TASK STATEMENT: Copy each line containing "pool" from the listing below.

GIVEN RECORDS:
# # # #
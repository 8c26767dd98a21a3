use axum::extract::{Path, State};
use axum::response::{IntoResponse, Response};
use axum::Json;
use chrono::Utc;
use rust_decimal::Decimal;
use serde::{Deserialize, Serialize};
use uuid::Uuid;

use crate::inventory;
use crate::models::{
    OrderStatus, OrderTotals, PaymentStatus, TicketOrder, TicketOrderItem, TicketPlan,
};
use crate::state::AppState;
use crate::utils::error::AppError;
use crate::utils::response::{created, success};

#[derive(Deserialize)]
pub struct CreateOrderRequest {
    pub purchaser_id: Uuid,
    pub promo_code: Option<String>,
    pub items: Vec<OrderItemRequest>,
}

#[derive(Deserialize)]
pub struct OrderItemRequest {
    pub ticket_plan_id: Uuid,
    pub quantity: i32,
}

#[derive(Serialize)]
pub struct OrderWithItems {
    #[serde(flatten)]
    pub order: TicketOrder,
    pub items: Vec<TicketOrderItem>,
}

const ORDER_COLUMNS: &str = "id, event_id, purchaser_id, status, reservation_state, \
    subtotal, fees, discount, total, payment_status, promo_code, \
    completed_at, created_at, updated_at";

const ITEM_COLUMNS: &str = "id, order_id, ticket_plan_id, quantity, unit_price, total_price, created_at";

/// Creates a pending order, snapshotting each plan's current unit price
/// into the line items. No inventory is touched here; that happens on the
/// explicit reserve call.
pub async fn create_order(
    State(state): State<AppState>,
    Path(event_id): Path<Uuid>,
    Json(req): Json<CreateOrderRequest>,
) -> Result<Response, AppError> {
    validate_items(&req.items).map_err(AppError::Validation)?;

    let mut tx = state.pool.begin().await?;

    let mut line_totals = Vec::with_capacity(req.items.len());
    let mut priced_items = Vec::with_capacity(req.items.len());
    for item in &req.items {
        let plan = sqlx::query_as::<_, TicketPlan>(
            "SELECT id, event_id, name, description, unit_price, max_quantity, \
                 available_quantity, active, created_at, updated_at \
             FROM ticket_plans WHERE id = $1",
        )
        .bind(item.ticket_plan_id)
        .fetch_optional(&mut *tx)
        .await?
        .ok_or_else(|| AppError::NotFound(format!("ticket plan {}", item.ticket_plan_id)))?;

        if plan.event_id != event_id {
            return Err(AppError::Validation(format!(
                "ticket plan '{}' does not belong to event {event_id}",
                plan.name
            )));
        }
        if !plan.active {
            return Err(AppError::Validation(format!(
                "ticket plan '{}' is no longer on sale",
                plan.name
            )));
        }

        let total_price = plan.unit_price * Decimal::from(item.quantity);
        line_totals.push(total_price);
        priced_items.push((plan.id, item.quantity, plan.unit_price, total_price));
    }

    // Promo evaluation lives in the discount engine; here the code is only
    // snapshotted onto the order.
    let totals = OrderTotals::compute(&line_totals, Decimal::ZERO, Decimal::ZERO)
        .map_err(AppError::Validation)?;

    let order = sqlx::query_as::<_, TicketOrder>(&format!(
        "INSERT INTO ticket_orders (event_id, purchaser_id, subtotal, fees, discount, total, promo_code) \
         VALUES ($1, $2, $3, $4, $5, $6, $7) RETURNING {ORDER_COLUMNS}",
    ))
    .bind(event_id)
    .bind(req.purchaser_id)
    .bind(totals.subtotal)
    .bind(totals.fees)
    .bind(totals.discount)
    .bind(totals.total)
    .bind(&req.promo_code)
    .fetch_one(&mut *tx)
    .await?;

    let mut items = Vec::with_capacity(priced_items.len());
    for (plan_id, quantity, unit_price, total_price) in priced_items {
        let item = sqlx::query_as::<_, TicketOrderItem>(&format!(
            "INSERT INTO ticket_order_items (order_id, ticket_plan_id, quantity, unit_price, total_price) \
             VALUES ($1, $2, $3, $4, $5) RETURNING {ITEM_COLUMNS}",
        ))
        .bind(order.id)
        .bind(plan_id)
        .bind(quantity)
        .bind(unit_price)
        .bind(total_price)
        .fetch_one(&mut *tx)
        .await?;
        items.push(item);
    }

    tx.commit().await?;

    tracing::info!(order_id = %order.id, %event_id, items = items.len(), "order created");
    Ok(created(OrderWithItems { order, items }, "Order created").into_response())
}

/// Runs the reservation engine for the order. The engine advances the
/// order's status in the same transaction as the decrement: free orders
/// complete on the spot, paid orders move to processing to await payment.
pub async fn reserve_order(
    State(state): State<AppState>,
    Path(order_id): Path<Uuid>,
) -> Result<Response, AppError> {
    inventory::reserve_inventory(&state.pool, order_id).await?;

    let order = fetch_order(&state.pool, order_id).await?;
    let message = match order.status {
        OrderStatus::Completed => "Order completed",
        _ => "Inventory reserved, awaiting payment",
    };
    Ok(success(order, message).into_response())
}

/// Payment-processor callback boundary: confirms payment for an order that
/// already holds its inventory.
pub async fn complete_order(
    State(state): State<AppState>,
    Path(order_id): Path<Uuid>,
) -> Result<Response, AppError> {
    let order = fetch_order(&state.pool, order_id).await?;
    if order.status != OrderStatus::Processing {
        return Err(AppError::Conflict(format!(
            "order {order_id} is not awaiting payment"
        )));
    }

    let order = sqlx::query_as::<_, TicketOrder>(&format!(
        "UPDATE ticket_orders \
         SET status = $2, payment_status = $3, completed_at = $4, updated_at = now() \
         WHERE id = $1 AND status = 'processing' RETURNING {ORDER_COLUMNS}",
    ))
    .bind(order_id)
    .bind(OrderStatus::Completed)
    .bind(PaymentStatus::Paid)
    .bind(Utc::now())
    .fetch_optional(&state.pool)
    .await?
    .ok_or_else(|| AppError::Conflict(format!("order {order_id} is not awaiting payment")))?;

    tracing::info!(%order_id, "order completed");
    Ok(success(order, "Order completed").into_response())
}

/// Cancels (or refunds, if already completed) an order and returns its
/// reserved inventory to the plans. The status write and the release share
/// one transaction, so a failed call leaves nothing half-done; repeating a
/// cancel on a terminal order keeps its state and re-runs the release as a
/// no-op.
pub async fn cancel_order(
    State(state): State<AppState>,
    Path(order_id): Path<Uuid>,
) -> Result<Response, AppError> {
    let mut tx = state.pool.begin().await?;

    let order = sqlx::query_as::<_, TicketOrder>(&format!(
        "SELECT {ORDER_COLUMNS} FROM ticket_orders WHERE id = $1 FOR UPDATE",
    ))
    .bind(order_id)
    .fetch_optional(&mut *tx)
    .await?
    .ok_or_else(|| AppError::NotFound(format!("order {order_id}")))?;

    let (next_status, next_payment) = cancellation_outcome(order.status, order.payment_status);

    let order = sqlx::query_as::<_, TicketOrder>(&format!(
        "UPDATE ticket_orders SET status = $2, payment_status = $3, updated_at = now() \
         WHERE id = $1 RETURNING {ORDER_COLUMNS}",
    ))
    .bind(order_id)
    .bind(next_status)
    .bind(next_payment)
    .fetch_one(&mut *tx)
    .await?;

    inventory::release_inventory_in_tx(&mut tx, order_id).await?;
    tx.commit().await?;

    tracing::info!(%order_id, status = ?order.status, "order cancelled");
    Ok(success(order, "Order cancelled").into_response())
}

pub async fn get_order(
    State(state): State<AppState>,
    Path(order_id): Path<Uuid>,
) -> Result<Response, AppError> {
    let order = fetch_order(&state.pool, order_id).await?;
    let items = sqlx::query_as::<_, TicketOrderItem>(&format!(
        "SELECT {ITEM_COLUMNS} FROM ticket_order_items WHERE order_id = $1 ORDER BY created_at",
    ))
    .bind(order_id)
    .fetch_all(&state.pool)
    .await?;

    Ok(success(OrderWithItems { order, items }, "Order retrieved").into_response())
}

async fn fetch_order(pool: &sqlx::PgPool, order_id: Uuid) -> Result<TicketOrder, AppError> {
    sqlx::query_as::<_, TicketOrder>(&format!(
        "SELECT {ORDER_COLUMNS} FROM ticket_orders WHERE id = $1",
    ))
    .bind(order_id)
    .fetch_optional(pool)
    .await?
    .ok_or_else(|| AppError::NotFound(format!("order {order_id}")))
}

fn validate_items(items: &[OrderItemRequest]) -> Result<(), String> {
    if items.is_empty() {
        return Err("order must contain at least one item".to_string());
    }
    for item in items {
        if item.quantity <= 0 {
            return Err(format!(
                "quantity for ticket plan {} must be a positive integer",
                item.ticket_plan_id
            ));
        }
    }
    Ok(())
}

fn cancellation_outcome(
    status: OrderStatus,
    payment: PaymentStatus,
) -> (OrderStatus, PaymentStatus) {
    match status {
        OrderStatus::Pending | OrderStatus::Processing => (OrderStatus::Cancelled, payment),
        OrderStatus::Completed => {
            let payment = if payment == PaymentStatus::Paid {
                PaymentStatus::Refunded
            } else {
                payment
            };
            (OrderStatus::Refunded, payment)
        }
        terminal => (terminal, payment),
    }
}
# # # #
RESPONSE AREA:
    let mut tx = state.pool.begin().await?;
    inventory::reserve_inventory(&state.pool, order_id).await?;
    let order = fetch_order(&state.pool, order_id).await?;
    let order = fetch_order(&state.pool, order_id).await?;
    .fetch_optional(&state.pool)
    let mut tx = state.pool.begin().await?;
    let order = fetch_order(&state.pool, order_id).await?;
    .fetch_all(&state.pool)
async fn fetch_order(pool: &sqlx::PgPool, order_id: Uuid) -> Result<TicketOrder, AppError> {
    .fetch_optional(pool)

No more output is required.